Objective: To systematically review case reports of psychosis related to withdrawal or overdose of baclofen, which is a gamma-aminobutyric acid (GABA) B agonist.

Methods: PubMed, MEDLINE, CINAHL, and PsychINFO were searched to identify articles related to psychosis secondary to withdrawal or overdose of baclofen using the terms ‘baclofen’ and ‘ psychosis’. Comparisons were made between cases in terms of concomitant antipsychotic use, diagnosis of delirium, and evidence of association. Quality of case reports was assessed using the CARE Case Report Guidelines checklist.

Results: In total, 34 patients from 28 case reports were reviewed. Twenty-three patients experienced psychosis upon baclofen withdrawal; among them, 18 had resolution of psychosis upon reinitiation of baclofen, whereas antipsychotic monotherapy was less successful (only four of eight patients responded). An additional baclofen withdrawal period led to recurrence of psychotic symptoms in four of seven patients. Eleven patients had psychosis on induction or after overdose of baclofen; among them, four patients had resolution of psychosis upon cessation of baclofen. The mean quality of the case reports was 6.4 of 13.

Conclusion: Considering its GABAergic agonism, along with evidence of psychosis on induction or withdrawal, baclofen may have some antipsychotic and pro-psychotic properties.
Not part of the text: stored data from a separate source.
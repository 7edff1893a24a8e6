// Copyright (c) 2025 Dimitris Kafetzis
//
// Licensed under the MIT License.
// See LICENSE file in the project root for full license information.
//
// SPDX-License-Identifier: MIT

//! Optional auxiliary transforms trained alongside the regressor.
//!
//! - [`PcaTransform`] projects pose vectors onto principal components:
//!   `z = C · (x − mean)`.
//! - [`KMeansModel`] assigns a vector to its nearest centroid.
//!
//! Centroids may live either in PCA space or in raw pose space; the
//! dimension decides which, see [`assign_clusters`].

use crate::RuntimeError;
use pose_core::GenerationResult;
use std::path::Path;

/// Principal-component projection.
#[derive(Debug, Clone, PartialEq, serde::Serialize, serde::Deserialize)]
pub struct PcaTransform {
    pub mean: Vec<f32>,
    /// `K` rows of length `D`.
    pub components: Vec<Vec<f32>>,
    #[serde(default, skip_serializing_if = "Option::is_none")]
    pub explained_variance: Option<Vec<f32>>,
}

impl PcaTransform {
    /// Loads and validates a transform from JSON.
    pub fn from_file(path: &Path) -> Result<Self, RuntimeError> {
        let pca: Self = read_json(path)?;
        pca.validate().map_err(|detail| RuntimeError::AuxiliaryModel {
            path: path.to_path_buf(),
            detail,
        })?;
        Ok(pca)
    }

    fn validate(&self) -> Result<(), String> {
        if self.mean.is_empty() || self.components.is_empty() {
            return Err("empty mean or components".into());
        }
        if let Some((i, row)) = self
            .components
            .iter()
            .enumerate()
            .find(|(_, r)| r.len() != self.mean.len())
        {
            return Err(format!(
                "component {i} has length {}, mean has {}",
                row.len(),
                self.mean.len()
            ));
        }
        if let Some(var) = &self.explained_variance {
            if var.len() != self.components.len() {
                return Err(format!(
                    "{} explained variances for {} components",
                    var.len(),
                    self.components.len()
                ));
            }
        }
        Ok(())
    }

    /// Input dimension `D`.
    pub fn input_dim(&self) -> usize {
        self.mean.len()
    }

    /// Output dimension `K`.
    pub fn n_components(&self) -> usize {
        self.components.len()
    }

    pub fn transform(&self, x: &[f32]) -> Result<Vec<f32>, RuntimeError> {
        if x.len() != self.mean.len() {
            return Err(dim_error("PCA", self.mean.len(), x.len()));
        }
        Ok(self
            .components
            .iter()
            .map(|row| {
                row.iter()
                    .zip(x.iter().zip(&self.mean))
                    .map(|(c, (xi, m))| c * (xi - m))
                    .sum()
            })
            .collect())
    }
}

/// Nearest-centroid cluster model.
#[derive(Debug, Clone, PartialEq, serde::Serialize, serde::Deserialize)]
pub struct KMeansModel {
    pub centroids: Vec<Vec<f32>>,
}

impl KMeansModel {
    pub fn from_file(path: &Path) -> Result<Self, RuntimeError> {
        let model: Self = read_json(path)?;
        let dim = model.centroids.first().map(Vec::len).unwrap_or(0);
        if dim == 0 || model.centroids.iter().any(|c| c.len() != dim) {
            return Err(RuntimeError::AuxiliaryModel {
                path: path.to_path_buf(),
                detail: "centroids must be non-empty and of equal length".into(),
            });
        }
        Ok(model)
    }

    pub fn num_clusters(&self) -> usize {
        self.centroids.len()
    }

    pub fn dim(&self) -> usize {
        self.centroids.first().map(Vec::len).unwrap_or(0)
    }

    /// Index of the nearest centroid (squared Euclidean distance).
    pub fn predict(&self, x: &[f32]) -> Result<usize, RuntimeError> {
        if x.len() != self.dim() {
            return Err(dim_error("k-means", self.dim(), x.len()));
        }
        let mut best = (0, f32::INFINITY);
        for (i, c) in self.centroids.iter().enumerate() {
            let d: f32 = c.iter().zip(x).map(|(a, b)| (a - b) * (a - b)).sum();
            if d < best.1 {
                best = (i, d);
            }
        }
        Ok(best.0)
    }
}

/// Cluster assignment of every pose in a result.
#[derive(Debug, Clone, PartialEq, serde::Serialize)]
pub struct ClusterAssignment {
    /// Cluster index per pose, in sequence order.
    pub labels: Vec<usize>,
    /// Number of poses per cluster.
    pub histogram: Vec<usize>,
    /// Whether poses were projected with PCA before assignment.
    pub projected: bool,
}

/// Assigns every pose in `result` to a cluster.
///
/// Poses are projected first when the centroids have the PCA output
/// dimension; centroids with the raw pose dimension are used directly.
pub fn assign_clusters(
    result: &GenerationResult,
    pca: Option<&PcaTransform>,
    kmeans: &KMeansModel,
) -> Result<ClusterAssignment, RuntimeError> {
    let dim = kmeans.dim();
    let projector = match pca {
        _ if dim == result.pose_dimension() => None,
        Some(p) if dim == p.n_components() => Some(p),
        _ => return Err(dim_error("k-means centroids", result.pose_dimension(), dim)),
    };

    let mut labels = Vec::with_capacity(result.total_frames());
    for pose in result.poses() {
        let label = match projector {
            Some(p) => kmeans.predict(&p.transform(pose.as_slice())?)?,
            None => kmeans.predict(pose.as_slice())?,
        };
        labels.push(label);
    }
    let mut histogram = vec![0; kmeans.num_clusters()];
    for &l in &labels {
        histogram[l] += 1;
    }
    Ok(ClusterAssignment {
        labels,
        histogram,
        projected: projector.is_some(),
    })
}

fn read_json<T: serde::de::DeserializeOwned>(path: &Path) -> Result<T, RuntimeError> {
    let aux = |detail: String| RuntimeError::AuxiliaryModel {
        path: path.to_path_buf(),
        detail,
    };
    let text = std::fs::read_to_string(path).map_err(|e| aux(e.to_string()))?;
    serde_json::from_str(&text).map_err(|e| aux(e.to_string()))
}

fn dim_error(what: &str, expected: usize, actual: usize) -> RuntimeError {
    RuntimeError::ConfigError(format!(
        "{what} dimension mismatch: expected {expected}, got {actual}"
    ))
}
Key words: Baclofen; GABA-B receptor agonists; Psychotic disorders; Schizophrenia

Introduction

Baclofen is a gamma-aminobutyric acid (GABA) B agonist commonly used to treat muscle spasms and dystonia (eg, in  multiple sclerosis).1 In the 1970s, clinical trials of baclofen treatment for schizophrenia demonstrated mixed results.2-4

Currently, the most widely used treatments for schizophrenia involve antipsychotic agents, which are primarily dopamine blockers. Approximately 15% to 30% of patients who do not respond to these antipsychotic medications are considered to have treatment-resistant schizophrenia.5,6 Clozapine, the only effective medication for treatment- resistant schizophrenia, targets multiple receptor pathways (eg, dopaminergic, cholinergic, glutamatergic, and GABAergic).5 Its efficacy may be mediated by the GABAB pathway,7 and abrupt clozapine cessation can lead to withdrawal psychosis.8,9 Considering the pharmacological modes of action of baclofen and clozapine,7 as well as their association with withdrawal psychosis,9,10 GABAB receptor signalling may be involved in the pathophysiology of psychosis. Research of GABA involvement in the pathophysiology of psychosis is needed to determine how baclofen may cause psychosis on induction.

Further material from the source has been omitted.